No good. The pain was still there. It was as if I had inadvertantly left a push pin in my pocket, and that the point had poked through and was pricking me in the, uh, prick. If this weren't so implausible it would have made sense, because the pain was not constant but would come and go with sharp twinges of pain. It really felt as if someone was taking a needle and intermittantly poking me with it. I adjusted myself a couple other times to no avail.

I figured that when my coworker was finished that I would just scurry off to the bathroom and inspect myself. But she just kept going on and on and on with what she was trying to do. The pain started to get a bit more intense. I reached in my pants and actually took hold of my penis to feel the exact point of contact. There was a small lump on the exact spot. This was disturbing. I began to wonder if some tumor had sprung into being. I excused myself and hurried to the mens room.

I emerged from the maze of cubicles in which I sit and made a bee line from the men's room. Between me and my salvation was another woman from the office. As soon as she saw me come around the corner she pointed at me. This was a sure sign that she needed to talk to me about something. I told her I'd be right back, but she said this would only take a second. I knew this was going to be trouble as she was not known to be expeditious in her conversations.
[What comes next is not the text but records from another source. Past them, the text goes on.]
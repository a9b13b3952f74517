//! The proving boundary
//!
//! The engine never runs Groth16 itself; it hands a [`CircuitWitness`]
//! to whatever [`Prover`] the embedding application supplies (a snarkjs
//! sidecar, an FFI backend, a remote service) and gets back 256 proof
//! bytes plus the public signals. Public inputs are used exactly as the
//! prover returned them — byte-exact verifier compatibility beats local
//! recomputation — but are cross-checked first; a disagreement is a
//! fatal error, never silently ignored.
//!
//! Proof layout: `pi_a (64) || pi_b (128) || pi_c (64)`, with each G2
//! limb pair of `pi_b` written y,x as the BN254 pairing convention
//! requires.

use async_trait::async_trait;
use std::path::PathBuf;
use tracing::debug;
use yacoin_epoch_pool::PROOF_SIZE;

use crate::error::{WalletError, WalletResult};
use crate::witness::CircuitWitness;

/// The three spending circuits
#[derive(Clone, Copy, Debug, PartialEq, Eq, Hash)]
pub enum CircuitKind {
    Withdraw,
    Transfer,
    Renew,
}

impl CircuitKind {
    pub const ALL: [CircuitKind; 3] =
        [CircuitKind::Withdraw, CircuitKind::Transfer, CircuitKind::Renew];

    /// Artifact base name
    pub fn name(&self) -> &'static str {
        match self {
            CircuitKind::Withdraw => "withdraw",
            CircuitKind::Transfer => "transfer",
            CircuitKind::Renew => "renew",
        }
    }

    /// Number of public inputs this circuit exposes
    pub fn public_input_count(&self) -> usize {
        match self {
            CircuitKind::Withdraw => 7,
            CircuitKind::Transfer => 8,
            CircuitKind::Renew => 8,
        }
    }

    fn wasm_env(&self) -> &'static str {
        match self {
            CircuitKind::Withdraw => "WITHDRAW_WASM_PATH",
            CircuitKind::Transfer => "TRANSFER_WASM_PATH",
            CircuitKind::Renew => "RENEW_WASM_PATH",
        }
    }

    fn zkey_env(&self) -> &'static str {
        match self {
            CircuitKind::Withdraw => "WITHDRAW_ZKEY_PATH",
            CircuitKind::Transfer => "TRANSFER_ZKEY_PATH",
            CircuitKind::Renew => "RENEW_ZKEY_PATH",
        }
    }
}

impl std::fmt::Display for CircuitKind {
    fn fmt(&self, f: &mut std::fmt::Formatter<'_>) -> std::fmt::Result {
        f.write_str(self.name())
    }
}

/// Witness generator and proving key locations for one circuit
#[derive(Clone, Debug, PartialEq, Eq)]
pub struct CircuitArtifacts {
    pub wasm_path: PathBuf,
    pub zkey_path: PathBuf,
}

impl CircuitArtifacts {
    /// Default locations, overridable per circuit via
    /// `<KIND>_WASM_PATH` / `<KIND>_ZKEY_PATH`
    pub fn resolve(kind: CircuitKind) -> Self {
        let wasm_path = std::env::var(kind.wasm_env())
            .map(PathBuf::from)
            .unwrap_or_else(|_| PathBuf::from(format!("circuits/{}.wasm", kind.name())));
        let zkey_path = std::env::var(kind.zkey_env())
            .map(PathBuf::from)
            .unwrap_or_else(|_| PathBuf::from(format!("circuits/{}_final.zkey", kind.name())));
        Self {
            wasm_path,
            zkey_path,
        }
    }

    /// Both files must exist before proving can start
    pub fn ensure_available(&self, kind: CircuitKind) -> WalletResult<()> {
        if !self.wasm_path.exists() || !self.zkey_path.exists() {
            return Err(WalletError::ArtifactsUnavailable(format!(
                "{kind}: {} / {}",
                self.wasm_path.display(),
                self.zkey_path.display()
            )));
        }
        Ok(())
    }
}

/// Proof bytes and public signals as the prover emitted them
#[derive(Clone, Debug, PartialEq, Eq)]
pub struct ProofBundle {
    pub proof: [u8; PROOF_SIZE],
    pub public_inputs: Vec<[u8; 32]>,
}

/// Capability that turns a witness into a proof
#[async_trait]
pub trait Prover: Send + Sync {
    async fn prove(&self, witness: &CircuitWitness) -> WalletResult<ProofBundle>;
}

/// Whether `MOCK_PROOFS=1` asked for zeroed proofs (tests only)
pub fn mock_proofs_enabled() -> bool {
    matches!(std::env::var("MOCK_PROOFS").as_deref(), Ok("1"))
}

/// Zeroed-proof prover for tests and dry runs.
///
/// Proof bytes are all zero; public inputs are the canonical ones from
/// the witness, so everything downstream of the prover stays honest.
#[derive(Clone, Copy, Debug, Default)]
pub struct MockProver;

impl MockProver {
    pub fn new() -> Self {
        Self
    }
}

#[async_trait]
impl Prover for MockProver {
    async fn prove(&self, witness: &CircuitWitness) -> WalletResult<ProofBundle> {
        debug!(circuit = %witness.circuit, "mock proving");
        Ok(ProofBundle {
            proof: [0u8; PROOF_SIZE],
            public_inputs: witness.public_inputs.clone(),
        })
    }
}

/// Fatal cross-check between the prover's public signals and the
/// locally assembled ones
pub fn check_public_inputs(witness: &CircuitWitness, bundle: &ProofBundle) -> WalletResult<()> {
    if bundle.public_inputs.len() != witness.circuit.public_input_count() {
        return Err(WalletError::PublicInputMismatch(format!(
            "{}: expected {} public inputs, prover returned {}",
            witness.circuit,
            witness.circuit.public_input_count(),
            bundle.public_inputs.len()
        )));
    }

    for (index, (ours, theirs)) in witness
        .public_inputs
        .iter()
        .zip(&bundle.public_inputs)
        .enumerate()
    {
        if ours != theirs {
            return Err(WalletError::PublicInputMismatch(format!(
                "{}: public input {index} diverged (local {}, prover {})",
                witness.circuit,
                hex::encode(ours),
                hex::encode(theirs)
            )));
        }
    }
    Ok(())
}

#[cfg(test)]
mod tests {
    use super::*;
    use crate::witness::SignalTable;

    fn witness(kind: CircuitKind, publics: usize) -> CircuitWitness {
        CircuitWitness {
            circuit: kind,
            signals: SignalTable::new(),
            public_inputs: vec![[1u8; 32]; publics],
        }
    }

    #[test]
    fn test_default_artifact_paths() {
        let artifacts = CircuitArtifacts::resolve(CircuitKind::Withdraw);
        assert_eq!(artifacts.wasm_path, PathBuf::from("circuits/withdraw.wasm"));
        assert_eq!(artifacts.zkey_path, PathBuf::from("circuits/withdraw_final.zkey"));
    }

    #[test]
    fn test_missing_artifacts_reported() {
        let artifacts = CircuitArtifacts {
            wasm_path: PathBuf::from("/nonexistent/withdraw.wasm"),
            zkey_path: PathBuf::from("/nonexistent/withdraw_final.zkey"),
        };
        assert!(matches!(
            artifacts.ensure_available(CircuitKind::Withdraw),
            Err(WalletError::ArtifactsUnavailable(_))
        ));
    }

    #[tokio::test]
    async fn test_mock_prover_passes_through_publics() {
        let w = witness(CircuitKind::Withdraw, 7);
        let bundle = MockProver::new().prove(&w).await.unwrap();
        assert_eq!(bundle.proof, [0u8; PROOF_SIZE]);
        assert_eq!(bundle.public_inputs, w.public_inputs);
        assert!(check_public_inputs(&w, &bundle).is_ok());
    }

    #[test]
    fn test_public_input_count_checked() {
        let w = witness(CircuitKind::Transfer, 8);
        let bundle = ProofBundle {
            proof: [0u8; PROOF_SIZE],
            public_inputs: vec![[1u8; 32]; 7],
        };
        assert!(matches!(
            check_public_inputs(&w, &bundle),
            Err(WalletError::PublicInputMismatch(_))
        ));
    }

    #[test]
    fn test_public_input_divergence_is_fatal() {
        let w = witness(CircuitKind::Renew, 8);
        let mut bundle = ProofBundle {
            proof: [0u8; PROOF_SIZE],
            public_inputs: w.public_inputs.clone(),
        };
        bundle.public_inputs[3] = [2u8; 32];
        assert!(matches!(
            check_public_inputs(&w, &bundle),
            Err(WalletError::PublicInputMismatch(_))
        ));
    }
}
She started giving me all this background about what she wanted to ask me. I stood there as patiently as I could. Finally she came to what she wanted. It was extremely simple. She needed me to do something that I knew would only take me seconds to do. But she continued on about why she needed the change and how much better it would make everything.

She was resisting all my attempts to get away from her. Suddenly I felt a major twinge of pain and I couldn't take it any longer. "Look, I'll be right back!" I said testily and bolted away from her. I could still hear her following up on her request as I moved quickly off.
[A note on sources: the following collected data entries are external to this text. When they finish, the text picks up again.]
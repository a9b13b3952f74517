//! Deterministic account addressing for pool state
//!
//! Every piece of pool state lives at an address derived from a seed
//! tuple and the program id, so clients can locate epoch trees, leaf
//! chunks, and nullifier markers without an index:
//!
//! - epoch tree header: `("epoch_tree", pool, epoch)`
//! - leaf chunk:        `("leaf_chunk", pool, epoch, chunk_index)`
//! - nullifier marker:  `("nullifier", pool, epoch, nullifier)`
//!
//! A marker account existing at the nullifier address is the on-chain
//! double-spend check; clients probe it before paying for a proof.

use sha2::{Digest, Sha256};
use solana_pubkey::Pubkey;

const ADDRESS_DOMAIN: &[u8] = b"EpochPoolAddress";

fn derive_address(seeds: &[&[u8]], program_id: &Pubkey) -> Pubkey {
    let mut hasher = Sha256::new();
    for seed in seeds {
        hasher.update(seed);
    }
    hasher.update(program_id.as_ref());
    hasher.update(ADDRESS_DOMAIN);

    let digest = hasher.finalize();
    let mut bytes = [0u8; 32];
    bytes.copy_from_slice(&digest);
    Pubkey::new_from_array(bytes)
}

/// Address of the pool config account for an asset
pub fn pool_config_address(program_id: &Pubkey, asset_id: &[u8; 32]) -> Pubkey {
    derive_address(&[b"pool", asset_id.as_ref()], program_id)
}

/// Address of the tree header for `epoch`
pub fn epoch_tree_address(program_id: &Pubkey, pool: &Pubkey, epoch: u64) -> Pubkey {
    derive_address(
        &[b"epoch_tree", pool.as_ref(), &epoch.to_le_bytes()],
        program_id,
    )
}

/// Address of leaf chunk `chunk_index` within `epoch`
pub fn leaf_chunk_address(
    program_id: &Pubkey,
    pool: &Pubkey,
    epoch: u64,
    chunk_index: u32,
) -> Pubkey {
    derive_address(
        &[
            b"leaf_chunk",
            pool.as_ref(),
            &epoch.to_le_bytes(),
            &chunk_index.to_le_bytes(),
        ],
        program_id,
    )
}

/// Address of the spent-marker for `nullifier` within `epoch`
pub fn nullifier_marker_address(
    program_id: &Pubkey,
    pool: &Pubkey,
    epoch: u64,
    nullifier: &[u8; 32],
) -> Pubkey {
    derive_address(
        &[
            b"nullifier",
            pool.as_ref(),
            &epoch.to_le_bytes(),
            nullifier.as_ref(),
        ],
        program_id,
    )
}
Finally I got to the mens room and walked into the larger handicapped stall. With nervous anticipation I undid my pants and whipped it out. I twisted it to the side that was hurting and just above the circumcision scar I saw a mark. At first it looked like a blood blister, but upon closer inspection I quickly realized it was a small red ant that had latched itself onto the skin of my member. I instantly knew where it had come from. I had seen ants just like it crawling around on the locker room floor right by where my basket is. One must have crawled into my jeans while I was working out. On the one day that I decided to rough it, and of all the skin under my jeans for it to choose from, it zeroed right in on the place I least would have wanted it to go.

I quickly pulled it from my sking and squashed it between my fingers. Right after I did so I wished I had saved it so that I could make it die a prolonged and painful death back at my desk. But now all that was left were ant crumbs on my finger tips. I inspected my penis onece more. Although there was a bit of a red welt, there didn't appear to be any serious damage. I zipped up my pants and returned to my desk.

The woman who stopped me in the hall was gone, but the coworker at my desk was still there. Eventually she completed her task and left me to my silent pain. My dick was still throbbing just a bit, but it was clearly getting better. Finally I had my cubicle back to myself again. Fortunately there were only a couple hours before quitting time, but for the rest of the day an annoyance as small as a misplaced pen became a big deal. All I could think was, "God! I've had an ant leeching blood off my penis today. Haven't I suffered enough?!?!?"